→ **Problem details**
From the entries, copy each line that includes "MalformedPayload".

===== Input material =====

use axum::http::StatusCode;
use axum::response::IntoResponse;
use serde_json::json;
use thiserror::Error;

pub type AppResult<T> = Result<T, AppError>;

/// Application error type
///
/// Every failure in the relay core is terminal and client-visible; nothing
/// is retried server-side. Each variant maps to a stable HTTP status and
/// error code.
#[derive(Error, Debug)]
pub enum AppError {
    /// Envelope signature did not verify against the claimed identity's key
    #[error("invalid signature for user '{0}'")]
    InvalidSignature(String),

    /// No identity registered under the given username
    #[error("user '{0}' not found")]
    IdentityNotFound(String),

    /// Bad JSON, bad base64, or a schema mismatch in a request payload
    #[error("malformed payload: {0}")]
    MalformedPayload(String),

    /// A mandatory one-time prekey pool has no unused keys left
    #[error("one-time prekey pool exhausted for user '{0}'")]
    KeyPoolExhausted(String),

    /// Target has no live signed prekey for a required algorithm family
    #[error("prekey bundle incomplete for user '{0}': missing {1} signed prekey")]
    BundleIncomplete(String, &'static str),

    /// Registration attempted for an already-taken username
    #[error("username '{0}' already exists")]
    UsernameTaken(String),

    /// Sliding-window admission control rejected the request
    #[error("rate limit exceeded")]
    RateLimited,

    /// Storage or other internal failure; details never reach the client
    #[error(transparent)]
    Internal(#[from] anyhow::Error),
}

impl AppError {
    /// HTTP status code for this error
    pub fn status_code(&self) -> StatusCode {
        match self {
            AppError::InvalidSignature(_) | AppError::MalformedPayload(_) => {
                StatusCode::BAD_REQUEST
            }
            AppError::IdentityNotFound(_)
            | AppError::KeyPoolExhausted(_)
            | AppError::BundleIncomplete(_, _) => StatusCode::NOT_FOUND,
            AppError::UsernameTaken(_) => StatusCode::CONFLICT,
            AppError::RateLimited => StatusCode::TOO_MANY_REQUESTS,
            AppError::Internal(_) => StatusCode::INTERNAL_SERVER_ERROR,
        }
    }

    /// Stable error code for programmatic handling
    pub fn error_code(&self) -> &'static str {
        match self {
            AppError::InvalidSignature(_) => "INVALID_SIGNATURE",
            AppError::IdentityNotFound(_) => "IDENTITY_NOT_FOUND",
            AppError::MalformedPayload(_) => "MALFORMED_PAYLOAD",
            AppError::KeyPoolExhausted(_) => "KEY_POOL_EXHAUSTED",
            AppError::BundleIncomplete(_, _) => "BUNDLE_INCOMPLETE",
            AppError::UsernameTaken(_) => "USERNAME_TAKEN",
            AppError::RateLimited => "RATE_LIMIT_EXCEEDED",
            AppError::Internal(_) => "INTERNAL_ERROR",
        }
    }

    /// Log this error with a level matching its severity
    pub fn log(&self) {
        let status = self.status_code();
        if status.is_server_error() {
            tracing::error!(
                error = %self,
                error_code = %self.error_code(),
                "Server error occurred"
            );
        } else {
            tracing::debug!(
                error = %self,
                error_code = %self.error_code(),
                "Client error occurred"
            );
        }
    }
}

impl IntoResponse for AppError {
    fn into_response(self) -> axum::response::Response {
        self.log();

        let status = self.status_code();

        // Rate limiter rejections are a bare 429 with an empty body
        if matches!(self, AppError::RateLimited) {
            return status.into_response();
        }

        let body = if status.is_server_error() {
            // Never expose internal details to the client
            json!({
                "error": "Internal server error",
                "error_code": self.error_code(),
                "status": status.as_u16(),
            })
        } else {
            json!({
                "error": self.to_string(),
                "error_code": self.error_code(),
                "status": status.as_u16(),
            })
        };

        (status, axum::Json(body)).into_response()
    }
}
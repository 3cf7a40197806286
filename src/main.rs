use anyhow::{Context, Result};
use std::net::SocketAddr;
use std::sync::Arc;
use tracing::{info, warn};
use tracing_subscriber::{layer::SubscriberExt, util::SubscriberInitExt};

use pqxdh_relay::config::Config;
use pqxdh_relay::context::AppContext;
use pqxdh_relay::routes::create_router;
use pqxdh_relay::storage::{MemoryStore, PgStore, RelayStore};

#[tokio::main]
async fn main() -> Result<()> {
    let config = Config::from_env()?;
    let config = Arc::new(config);

    tracing_subscriber::registry()
        .with(tracing_subscriber::EnvFilter::new(config.rust_log.clone()))
        .with(tracing_subscriber::fmt::layer())
        .init();

    info!("=== PQXDH Relay Starting ===");
    info!("Port: {}", config.port);
    info!(
        "Rate limit: {} req/s, {}s penalty",
        config.rate_limit.requests_per_second, config.rate_limit.timeout_period_secs
    );

    let store: Arc<dyn RelayStore> = match &config.database_url {
        Some(url) => {
            let store = PgStore::connect(url).await?;
            info!("Storage backend: postgres");
            Arc::new(store)
        }
        None => {
            warn!("DATABASE_URL not set; using in-memory store (state is lost on restart)");
            Arc::new(MemoryStore::new())
        }
    };

    let ctx = Arc::new(AppContext::new(store, config.clone()));
    let app = create_router(ctx);

    let addr = format!("{}:{}", config.host, config.port);
    let listener = tokio::net::TcpListener::bind(&addr)
        .await
        .with_context(|| format!("Failed to bind {}", addr))?;
    info!("Listening on {}", addr);

    axum::serve(
        listener,
        app.into_make_service_with_connect_info::<SocketAddr>(),
    )
    .await
    .context("Server error")?;

    Ok(())
}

=====

→ **Task response**
    MalformedPayload(String),
            AppError::InvalidSignature(_) | AppError::MalformedPayload(_) => {
            AppError::MalformedPayload(_) => "MALFORMED_PAYLOAD",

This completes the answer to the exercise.